| AIM OF THE TASK |
Read through the lines below for the string "Uuid" and copy each one that has it.

***** PROVIDED DATA *****

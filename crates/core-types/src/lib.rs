//! Primitives shared by every stage of identity-scoped retrieval.
//!
//! Identifiers are opaque strings. Nothing in this crate interprets them
//! beyond rejecting empty values at construction time.

use std::collections::BTreeMap;
use std::fmt;

use thiserror::Error;
use uuid::Uuid;

#[derive(Debug, Error, Clone, PartialEq, Eq)]
pub enum TypeError {
    #[error("{0} must not be empty")]
    Empty(&'static str),
}

macro_rules! opaque_id {
    ($(#[$meta:meta])* $name:ident, $label:literal) => {
        $(#[$meta])*
        #[cfg_attr(feature = "serde-full", derive(serde::Serialize, serde::Deserialize))]
        #[cfg_attr(feature = "serde-full", serde(transparent))]
        #[derive(Clone, Debug, Eq, PartialEq, Hash, PartialOrd, Ord)]
        pub struct $name(String);

        impl $name {
            pub fn new(raw: impl Into<String>) -> Result<Self, TypeError> {
                let raw = raw.into();
                if raw.trim().is_empty() {
                    return Err(TypeError::Empty($label));
                }
                Ok(Self(raw))
            }

            pub fn as_str(&self) -> &str {
                &self.0
            }

            /// True when the value was produced by deserialization of an empty
            /// string and never went through [`Self::new`].
            pub fn is_blank(&self) -> bool {
                self.0.trim().is_empty()
            }
        }

        impl fmt::Display for $name {
            fn fmt(&self, f: &mut fmt::Formatter<'_>) -> fmt::Result {
                f.write_str(&self.0)
            }
        }

        impl AsRef<str> for $name {
            fn as_ref(&self) -> &str {
                &self.0
            }
        }
    };
}

opaque_id!(
    /// Authenticated caller, e.g. a verified email or account id.
    Subject,
    "subject"
);
opaque_id!(
    /// Access-controlled object in the source system (a file id).
    ResourceId,
    "resource"
);
opaque_id!(ChunkId, "chunk id");

/// Identifies one query session. A new login gets a new id and a fresh cache.
#[cfg_attr(feature = "serde-full", derive(serde::Serialize, serde::Deserialize))]
#[derive(Clone, Debug, Eq, PartialEq, Hash)]
pub struct SessionId(pub String);

impl SessionId {
    pub fn new() -> Self {
        Self(Uuid::new_v4().to_string())
    }
}

impl Default for SessionId {
    fn default() -> Self {
        Self::new()
    }
}

impl fmt::Display for SessionId {
    fn fmt(&self, f: &mut fmt::Formatter<'_>) -> fmt::Result {
        f.write_str(&self.0)
    }
}

#[cfg_attr(feature = "serde-full", derive(serde::Serialize, serde::Deserialize))]
#[cfg_attr(feature = "serde-full", serde(rename_all = "lowercase"))]
#[derive(Clone, Copy, Debug, Eq, PartialEq, Hash)]
pub enum Action {
    Read,
}

impl Action {
    pub fn as_str(&self) -> &'static str {
        match self {
            Action::Read => "read",
        }
    }
}

impl fmt::Display for Action {
    fn fmt(&self, f: &mut fmt::Formatter<'_>) -> fmt::Result {
        f.write_str(self.as_str())
    }
}

/// A retrievable unit of text produced by ingestion, ranked by similarity search.
#[cfg_attr(feature = "serde-full", derive(serde::Serialize, serde::Deserialize))]
#[derive(Clone, Debug, PartialEq)]
pub struct Chunk {
    pub id: ChunkId,
    pub rank: u32,
    #[cfg_attr(feature = "serde-full", serde(default))]
    pub score: f32,
    pub text: String,
    #[cfg_attr(feature = "serde-full", serde(default))]
    pub metadata: BTreeMap<String, String>,
}

impl Chunk {
    pub fn new(id: ChunkId, rank: u32, text: impl Into<String>) -> Self {
        Self {
            id,
            rank,
            score: 0.0,
            text: text.into(),
            metadata: BTreeMap::new(),
        }
    }

    pub fn with_score(mut self, score: f32) -> Self {
        self.score = score;
        self
    }

    pub fn with_metadata(mut self, key: impl Into<String>, value: impl Into<String>) -> Self {
        self.metadata.insert(key.into(), value.into());
        self
    }
}

/// Explicit answer from the decision service.
#[cfg_attr(feature = "serde-full", derive(serde::Serialize, serde::Deserialize))]
#[derive(Clone, Copy, Debug, Eq, PartialEq)]
pub enum Verdict {
    Allow,
    Deny,
}

/// Why a decision could not be determined. Only ever reported to operators.
#[cfg_attr(feature = "serde-full", derive(serde::Serialize, serde::Deserialize))]
#[cfg_attr(feature = "serde-full", serde(rename_all = "snake_case"))]
#[derive(Clone, Copy, Debug, Eq, PartialEq, Hash)]
pub enum FailureKind {
    ServiceUnavailable,
    MalformedDecision,
    Rejected,
    InvalidRequest,
    Timeout,
}

impl FailureKind {
    pub fn as_str(&self) -> &'static str {
        match self {
            FailureKind::ServiceUnavailable => "service_unavailable",
            FailureKind::MalformedDecision => "malformed_decision",
            FailureKind::Rejected => "rejected",
            FailureKind::InvalidRequest => "invalid_request",
            FailureKind::Timeout => "timeout",
        }
    }
}

impl fmt::Display for FailureKind {
    fn fmt(&self, f: &mut fmt::Formatter<'_>) -> fmt::Result {
        f.write_str(self.as_str())
    }
}

/// Outcome of one (subject, action, resource) check as held by the decision cache.
#[cfg_attr(feature = "serde-full", derive(serde::Serialize, serde::Deserialize))]
#[derive(Clone, Copy, Debug, Eq, PartialEq)]
pub enum Decision {
    Allow,
    Deny,
    Error(FailureKind),
}

impl Decision {
    /// Fail-closed: only an explicit allow grants access.
    pub fn is_allow(&self) -> bool {
        matches!(self, Decision::Allow)
    }

    pub fn is_error(&self) -> bool {
        matches!(self, Decision::Error(_))
    }
}

impl From<Verdict> for Decision {
    fn from(value: Verdict) -> Self {
        match value {
            Verdict::Allow => Decision::Allow,
            Verdict::Deny => Decision::Deny,
        }
    }
}

#[cfg(test)]
mod tests {
    use super::*;

    #[test]
    fn empty_identifiers_are_rejected() {
        assert_eq!(Subject::new("  "), Err(TypeError::Empty("subject")));
        assert_eq!(ResourceId::new(""), Err(TypeError::Empty("resource")));
        assert!(ChunkId::new("c-1").is_ok());
    }

    #[test]
    fn only_allow_is_allow() {
        assert!(Decision::Allow.is_allow());
        assert!(!Decision::Deny.is_allow());
        assert!(!Decision::Error(FailureKind::Timeout).is_allow());
        assert_eq!(Decision::from(Verdict::Deny), Decision::Deny);
    }

    #[cfg(feature = "serde-full")]
    #[test]
    fn chunk_deserializes_with_defaults() {
        let chunk: Chunk =
            serde_json::from_str(r#"{"id":"c-1","rank":1,"text":"hello"}"#).unwrap();
        assert_eq!(chunk.id.as_str(), "c-1");
        assert_eq!(chunk.score, 0.0);
        assert!(chunk.metadata.is_empty());
    }
}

*****

| WORKED SOLUTION |
use uuid::Uuid;
        Self(Uuid::new_v4().to_string())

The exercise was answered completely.